Two-layer neural network

In this notebook a two-layer neural network is implemented from scratch following the methodology of the course http://cs231n.github.io/.

The structure of the network is the following:

INPUT -> FC -> ReLU -> FC -> OUTPUT -> SOFTMAX LOSS.

The goal of this notebook is to store some of my thoughts obtained while going through the course. Especially notes about backpropagation in case of composition of functions, since I found it difficult to fully understand w.r.t. (with respect to) which variable the derivatives are computed at each stage.

Important concept presented here is distinguishing between the layer's input and output, which makes the understanding of backpropagation easier.



In [1]:

    
import numpy as np
import matplotlib.pyplot as plt
from sklearn.model_selection import train_test_split
%matplotlib inline
plt.rcParams['figure.figsize'] = (10.0, 8.0) # set default size of plots
plt.rcParams['image.interpolation'] = 'nearest'
plt.rcParams['image.cmap'] = 'gray'

# Data generation obtained from http://cs231n.github.io/neural-networks-case-study/
def generate_data(N, K):
    D = 2   # Dimensionality
    X = np.zeros((N * K, D))            # Data matrix (each row = single example)
    y = np.zeros(N * K, dtype='uint8')  # Class labels
    for j in xrange(K):
        ix = range(N * j, N * (j + 1))
        r = np.linspace(0.0, 1, N)                                         # radius
        t = np.linspace(j * 8, (j + 1) * 8, N) + np.random.randn(N) * 0.2  # theta
        X[ix] = np.c_[r * np.sin(t), r * np.cos(t)]
        y[ix] = j

    plt.scatter(X[:, 0], X[:, 1], c=y, s=40, cmap=plt.cm.Spectral)  # Visualize
    plt.xlim([-1,1])
    plt.ylim([-1,1])
    return X, y

# Example:
generate_data(300, 3);

The initial variance is scaled by a factor of $\sqrt[]{\frac{2}{N}}$, where $N$ is the number of inputs to each neuron in the layer (as per http://cs231n.github.io/neural-networks-2/), in order to provide the same initial output variance at each neuron.



In [2]:

    
# Initialization
def initialize(num_inputs, num_hidden):
    # +1 is added to account for the bias trick.
    W1 = np.random.randn(num_inputs + 1, num_hidden) * np.sqrt(2.0 / num_inputs + 1)
    W2 = np.random.randn(num_hidden + 1, num_classes) * np.sqrt(2.0 / (num_hidden + 1))
    return W1, W2

We use the notation $h_{i,1}$, $h_{i,2}$ to specify the output of $i-$th layer before and after a nonlinearity, respectively.
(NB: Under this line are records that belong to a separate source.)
//! Per-room billing meter.
//!
//! A meter runs while both participants are in the room. Every period it
//! charges one minute of the consultation's snapshotted rate to the client.
//! Stopping a meter cancels it, waits for any in-flight charge to finish and
//! then optionally flushes the partial interval since the last charge.

use std::sync::Arc;
use std::sync::atomic::{AtomicU64, Ordering};
use std::time::Duration;

use conselho_db::Database;
use conselho_db::ledger::{Charge, LedgerError};
use conselho_types::models::Consultation;
use rust_decimal::{Decimal, RoundingStrategy};
use tokio::task::JoinHandle;
use tokio::time::{Instant, MissedTickBehavior};
use tokio_util::sync::CancellationToken;
use tracing::{debug, error, info, warn};
use uuid::Uuid;

use crate::rooms::RoomManager;

/// How a meter task ended.
#[derive(Debug, Clone, Copy)]
pub struct MeterReport {
    /// Billing is paid up to this instant.
    pub paid_until: Instant,
    pub ticks: u64,
    /// The meter stopped itself (funds ran out or the consultation ended);
    /// there is nothing left to flush.
    pub settled: bool,
}

pub struct MeterHandle {
    consultation_id: Uuid,
    rate: Decimal,
    period: Duration,
    counter: Arc<AtomicU64>,
    cancel: CancellationToken,
    task: JoinHandle<MeterReport>,
}

impl MeterHandle {
    /// Spawn a meter for `consultation`. `counter` numbers charges across
    /// every meter the room ever runs, so reference ids never repeat.
    pub fn start(
        rooms: RoomManager,
        consultation: &Consultation,
        period: Duration,
        counter: Arc<AtomicU64>,
    ) -> Self {
        let cancel = CancellationToken::new();
        let meter = Meter {
            rooms,
            consultation_id: consultation.id,
            client_id: consultation.client_id,
            rate: consultation.price_per_minute_snapshot,
            period,
            counter: counter.clone(),
            cancel: cancel.clone(),
        };
        info!(
            "Billing started for consultation {} at {} per {:?}",
            consultation.id, meter.rate, period
        );
        Self {
            consultation_id: consultation.id,
            rate: consultation.price_per_minute_snapshot,
            period,
            counter,
            cancel,
            task: tokio::spawn(meter.run()),
        }
    }

    /// Cancel the meter and wait for it to stop. A charge already in flight
    /// completes first.
    pub async fn stop(self) -> (MeterReport, Flush) {
        self.cancel.cancel();
        let report = match self.task.await {
            Ok(report) => report,
            Err(e) => {
                error!("Billing task for {} failed: {}", self.consultation_id, e);
                MeterReport {
                    paid_until: Instant::now(),
                    ticks: 0,
                    settled: true,
                }
            }
        };
        let flush = Flush {
            consultation_id: self.consultation_id,
            rate: self.rate,
            period: self.period,
            counter: self.counter,
            since: report.paid_until,
        };
        (report, flush)
    }

    /// Stop the meter and charge the partial interval unless it settled
    /// itself. Returns the flush charge, if one was made.
    pub async fn stop_and_flush(self, db: Arc<Database>) -> Option<Charge> {
        let (report, flush) = self.stop().await;
        if report.settled {
            return None;
        }
        flush.charge(db).await
    }
}

/// The not-yet-billed tail of a stopped meter.
pub struct Flush {
    consultation_id: Uuid,
    rate: Decimal,
    period: Duration,
    counter: Arc<AtomicU64>,
    since: Instant,
}

impl Flush {
    pub fn amount(&self) -> Decimal {
        prorate(self.rate, self.since.elapsed(), self.period)
    }

    pub async fn charge(self, db: Arc<Database>) -> Option<Charge> {
        let amount = self.amount();
        if amount.is_zero() {
            return None;
        }
        let id = self.consultation_id;
        let n = self.counter.fetch_add(1, Ordering::SeqCst) + 1;
        let reference = format!("consultation:{}:partial:{}", id, n);

        let result =
            tokio::task::spawn_blocking(move || db.charge_consultation(id, amount, &reference))
                .await;
        match result {
            Ok(Ok(charge)) => {
                debug!("Flushed {} for consultation {}", amount, id);
                Some(charge)
            }
            Ok(Err(LedgerError::InsufficientFunds { balance, required })) => {
                warn!(
                    "Partial charge for {} skipped: balance {} < {}",
                    id, balance, required
                );
                None
            }
            Ok(Err(LedgerError::ConsultationNotActive(_))) => None,
            Ok(Err(e)) => {
                error!("Partial charge for {} failed: {}", id, e);
                None
            }
            Err(e) => {
                error!("spawn_blocking join error: {}", e);
                None
            }
        }
    }
}

/// Charge for `elapsed` out of a `period`-long billable minute, truncated to
/// whole cents. Never more than one full rate.
pub fn prorate(rate: Decimal, elapsed: Duration, period: Duration) -> Decimal {
    let period_ms = period.as_millis();
    if period_ms == 0 {
        return Decimal::ZERO;
    }
    let elapsed_ms = elapsed.as_millis().min(period_ms);
    let (Ok(elapsed_ms), Ok(period_ms)) = (u64::try_from(elapsed_ms), u64::try_from(period_ms))
    else {
        return Decimal::ZERO;
    };
    (rate * Decimal::from(elapsed_ms) / Decimal::from(period_ms))
        .round_dp_with_strategy(2, RoundingStrategy::ToZero)
}

struct Meter {
    rooms: RoomManager,
    consultation_id: Uuid,
    client_id: Uuid,
    rate: Decimal,
    period: Duration,
    counter: Arc<AtomicU64>,
    cancel: CancellationToken,
}

impl Meter {
    async fn run(self) -> MeterReport {
        let mut paid_until = Instant::now();
        let mut ticks = 0;
        let mut interval = tokio::time::interval_at(paid_until + self.period, self.period);
        interval.set_missed_tick_behavior(MissedTickBehavior::Delay);

        loop {
            tokio::select! {
                biased;
                _ = self.cancel.cancelled() => {
                    return MeterReport { paid_until, ticks, settled: false };
                }
                _ = interval.tick() => {}
            }

            let id = self.consultation_id;
            let rate = self.rate;
            let n = self.counter.fetch_add(1, Ordering::SeqCst) + 1;
            let reference = format!("consultation:{}:tick:{}", id, n);
            let db = self.rooms.db();
            let result =
                tokio::task::spawn_blocking(move || db.charge_consultation(id, rate, &reference))
                    .await;

            match result {
                Ok(Ok(charge)) => {
                    ticks += 1;
                    paid_until += self.period;
                    debug!(
                        "Consultation {} tick {}: charged {}, total {}, client balance {}",
                        id, n, rate, charge.total_charged, charge.transaction.balance_after
                    );
                }
                Ok(Err(LedgerError::InsufficientFunds { balance, required })) => {
                    warn!(
                        "Consultation {} out of funds: balance {}, required {}",
                        id, balance, required
                    );
                    // Closing the room awaits this task, so it cannot run inline.
                    tokio::spawn(self.rooms.clone().close_for_insufficient_funds(
                        id,
                        self.client_id,
                        balance,
                        required,
                    ));
                    return MeterReport { paid_until, ticks, settled: true };
                }
                Ok(Err(LedgerError::ConsultationNotActive(_))) => {
                    info!("Consultation {} ended elsewhere, closing its room", id);
                    tokio::spawn(self.rooms.clone().close_ended_elsewhere(id));
                    return MeterReport { paid_until, ticks, settled: true };
                }
                Ok(Err(e)) => {
                    error!("Billing tick for {} failed: {}", id, e);
                }
                Err(e) => {
                    error!("spawn_blocking join error: {}", e);
                }
            }
        }
    }
}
For example, if the $i-$th hidden layer contains a sigmoid activation function, then $$h_{i,1}=h_{i-1,2}W_i$$ and $$h_{i,2}=\sigma({h_{i,1}}).$$ Additionally, the bias trick could be applied to the output with nonlinearity in order to implicitly account for the bias in the weights.



In [3]:

    
# Forward propagate
def forw_prop(X, W1, W2):
    # Hidden layer.
    h11 = X.dot(W1)
    h12 = np.maximum(0, h11) # ReLU nonlinearity
    # Bias trick.
    h12 = np.c_[h12, np.ones(h12.shape[0])]
    # Final layer.
    f = h12.dot(W2)
    # Softmax transformation.
    probs = np.exp(f)
    prob_sums = probs.sum(axis=1, keepdims=True)
    probs /= prob_sums
    return probs, h11, h12

The loss function is defined as the mean of sample losses $$ L_i = -f_i[y_i] + \log\Sigma_j\, e^{f_i[j]},\; \text{where }\; f_i=x_i^TW.$$ The final loss is then: $$L = \frac{1}{N} \Sigma_i^N\, L_i + \frac{\lambda}{2}(||W_1||_2^2 + ||W_2||_2^2)$$



In [4]:

    
# Compute the softmax loss http://cs231n.github.io/linear-classify/#softmax
def calc_loss(probs, y, W1, W2, reg):
    data_loss = -np.mean(np.log(probs[range(y.shape[0]), y]))
    reg_loss = reg * 0.5 * (np.sum(W1 * W1) + np.sum(W2 * W2))
    return data_loss + reg_loss

During forward prop, we compose multiple functions to get the final output. Those functions could be simple dot products in case of weights, or complicated nonlinear functions within neurons. An important question when doing backpropagation then is w.r.t. what to differentiate when applying the chain rule?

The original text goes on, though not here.